Data extract
#####

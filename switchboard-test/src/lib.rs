/*
 * Copyright (c) 2024. Govcraft
 *
 * Licensed under either of
 *   * Apache License, Version 2.0 (the "License");
 *     you may not use this file except in compliance with the License.
 *     You may obtain a copy of the License at http://www.apache.org/licenses/LICENSE-2.0
 *   * MIT license: http://opensource.org/licenses/MIT
 *
 * Unless required by applicable law or agreed to in writing, software
 * distributed under the License is distributed on an "AS IS" BASIS,
 * WITHOUT WARRANTIES OR CONDITIONS OF ANY KIND, either express or implied.
 * See the applicable License for the specific language governing permissions and
 * limitations under that License.
 */

#![forbid(unsafe_code)]

//! Testing utilities for Switchboard agents.
//!
//! ```rust,ignore
//! use switchboard::prelude::*;
//! use switchboard_test::prelude::*;
//!
//! #[switchboard_test]
//! fn echo_replies() -> anyhow::Result<()> {
//!     let system = SwitchboardApp::launch_default()?;
//!     // ...
//!     Ok(())
//! }
//! ```

use std::fmt::Debug;
use std::sync::Once;

use tracing_subscriber::fmt::format::FmtSpan;
use tracing_subscriber::{EnvFilter, FmtSubscriber};

pub use switchboard_test_macro::switchboard_test;
#[doc(hidden)]
pub use tracing;

/// Convenient imports for test files.
pub mod prelude {
    pub use super::{initialize_tracing, switchboard_test};
}

// Ensures tracing initialization happens only once across all tests.
static INIT: Once = Once::new();

/// Installs the global tracing subscriber used by tests.
///
/// Output goes through the test writer, so it is only shown for failing tests
/// (or with `--nocapture`). `RUST_LOG` overrides the default `switchboard=trace`
/// filter. Safe to call from every test; only the first call has an effect.
pub fn initialize_tracing() {
    INIT.call_once(|| {
        let filter = EnvFilter::try_from_default_env()
            .unwrap_or_else(|_| EnvFilter::new("warn,switchboard=trace"));

        let subscriber = FmtSubscriber::builder()
            .with_span_events(FmtSpan::NONE)
            .compact()
            .with_line_number(true)
            .without_time()
            .with_target(true)
            .with_env_filter(filter)
            .with_test_writer()
            .finish();

        // Another harness may have installed a subscriber already; keep theirs.
        let _ = tracing::subscriber::set_global_default(subscriber);
    });
}

/// Return types accepted from a `#[switchboard_test]` body.
#[doc(hidden)]
pub trait TestOutcome {
    /// Panics if the outcome represents a failure.
    fn check(self);
}

impl TestOutcome for () {
    fn check(self) {}
}

impl<E: Debug> TestOutcome for Result<(), E> {
    fn check(self) {
        if let Err(error) = self {
            tracing::error!(?error, "test returned an error");
            panic!("test returned an error: {error:?}");
        }
    }
}
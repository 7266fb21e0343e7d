/*
 * Copyright (c) 2024. Govcraft
 *
 * Licensed under either of
 *   * Apache License, Version 2.0 (the "License");
 *     you may not use this file except in compliance with the License.
 *     You may obtain a copy of the License at http://www.apache.org/licenses/LICENSE-2.0
 *   * MIT license: http://opensource.org/licenses/MIT
 *
 * Unless required by applicable law or agreed to in writing, software
 * distributed under the License is distributed on an "AS IS" BASIS,
 * WITHOUT WARRANTIES OR CONDITIONS OF ANY KIND, either express or implied.
 * See the applicable License for the specific language governing permissions and
 * limitations under that License.
 */

use proc_macro::TokenStream;

use quote::quote;
use syn::{parse_macro_input, ItemFn};

/// Marks a synchronous function as a Switchboard test.
///
/// The generated `#[test]` installs the shared test subscriber once per process,
/// runs the body inside an `info_span!("switchboard_test", name = ...)`, and fails
/// the test with the error's debug rendering if the body returns `Err`.
/// Bodies may return `()` or any `Result<(), E>` with `E: Debug`.
#[proc_macro_attribute]
pub fn switchboard_test(_attr: TokenStream, item: TokenStream) -> TokenStream {
    let input = parse_macro_input!(item as ItemFn);
    let vis = &input.vis;
    let sig = &input.sig;
    let body = &input.block;
    let attrs = &input.attrs;
    let name = &sig.ident;
    let output = &sig.output;

    if sig.asyncness.is_some() {
        return syn::Error::new_spanned(
            sig.asyncness,
            "switchboard_test runs synchronously; remove the async keyword",
        )
        .to_compile_error()
        .into();
    }
    if !sig.inputs.is_empty() {
        return syn::Error::new_spanned(&sig.inputs, "switchboard_test functions take no arguments")
            .to_compile_error()
            .into();
    }

    let body_name = syn::Ident::new(&format!("__{}_body", name), name.span());

    let output = quote! {
        #[test]
        #(#attrs)*
        #vis fn #name() {
            ::switchboard_test::initialize_tracing();

            let test_span = ::switchboard_test::tracing::info_span!("switchboard_test", name = stringify!(#name));
            let _enter = test_span.enter();

            fn #body_name() #output #body

            ::switchboard_test::TestOutcome::check(#body_name());
        }
    };

    output.into()
}
//! Backtest report assembly.

use serde::Serialize;

use crate::domain::indicator;
use crate::domain::market::MarketRow;
use crate::domain::reconcile::{TradeRecord, TradeType};

pub const DEFAULT_SMA_SHORT: usize = 10;
pub const DEFAULT_SMA_LONG: usize = 20;

#[derive(Debug, Clone, PartialEq, Serialize)]
pub struct Summary {
    pub total_trades: usize,
    pub buy_trades: usize,
    pub sell_trades: usize,
    pub total_return: f64,
}

/// One period of raw price data plus the two moving averages.
#[derive(Debug, Clone, PartialEq, Serialize)]
pub struct IndicatorPoint {
    pub period: i64,
    pub open: Option<f64>,
    pub high: Option<f64>,
    pub low: Option<f64>,
    pub close: Option<f64>,
    pub sma_short: Option<f64>,
    pub sma_long: Option<f64>,
}

#[derive(Debug, Clone, Default, PartialEq, Serialize)]
#[serde(transparent)]
pub struct IndicatorSeries {
    pub points: Vec<IndicatorPoint>,
}

impl IndicatorSeries {
    /// Build the series for one instrument's time-ordered rows.
    ///
    /// A precomputed `SMA_{n}` column is used when the data carries one;
    /// otherwise the average is computed from close.
    pub fn from_rows(rows: &[MarketRow], sma_short: usize, sma_long: usize) -> Self {
        let closes: Vec<f64> = rows.iter().map(|r| r.close().unwrap_or(f64::NAN)).collect();
        let short = moving_average(rows, &closes, sma_short);
        let long = moving_average(rows, &closes, sma_long);

        let points = rows
            .iter()
            .zip(short.into_iter().zip(long))
            .map(|(row, (sma_short, sma_long))| IndicatorPoint {
                period: row.period_index,
                open: row.open(),
                high: row.high(),
                low: row.low(),
                close: row.close(),
                sma_short,
                sma_long,
            })
            .collect();
        IndicatorSeries { points }
    }

    pub fn len(&self) -> usize {
        self.points.len()
    }

    pub fn is_empty(&self) -> bool {
        self.points.is_empty()
    }
}

fn moving_average(rows: &[MarketRow], closes: &[f64], period: usize) -> Vec<Option<f64>> {
    let column = format!("SMA_{}", period);
    if rows.iter().any(|r| r.value(&column).is_some()) {
        return rows.iter().map(|r| r.value(&column)).collect();
    }
    indicator::sma(closes, period)
        .into_iter()
        .map(|v| v.filter(|x| x.is_finite()))
        .collect()
}

#[derive(Debug, Clone, PartialEq, Serialize)]
pub struct BacktestReport {
    pub trades: Vec<TradeRecord>,
    pub summary: Summary,
    pub indicators: IndicatorSeries,
}

/// Combine reconciled trades, the gateway's total return and the indicator
/// series into one report. `total_return` is passed through untouched.
pub fn assemble(trades: Vec<TradeRecord>, indicators: IndicatorSeries, total_return: f64) -> BacktestReport {
    let buy_trades = trades.iter().filter(|t| t.trade_type == TradeType::Buy).count();
    let summary = Summary {
        total_trades: trades.len(),
        buy_trades,
        sell_trades: trades.len() - buy_trades,
        total_return,
    };
    BacktestReport {
        trades,
        summary,
        indicators,
    }
}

#####

Work task
Find where the line with "if rows.iter().any(|r| r.value(&column).is_some())" sits in the material above, then copy exactly from it through the line with "passed through untouched.". Add no other line.

Solution to this exercise
    if rows.iter().any(|r| r.value(&column).is_some()) {
        return rows.iter().map(|r| r.value(&column)).collect();
    }
    indicator::sma(closes, period)
        .into_iter()
        .map(|v| v.filter(|x| x.is_finite()))
        .collect()
}

#[derive(Debug, Clone, PartialEq, Serialize)]
pub struct BacktestReport {
    pub trades: Vec<TradeRecord>,
    pub summary: Summary,
    pub indicators: IndicatorSeries,
}

/// Combine reconciled trades, the gateway's total return and the indicator
/// series into one report. `total_return` is passed through untouched.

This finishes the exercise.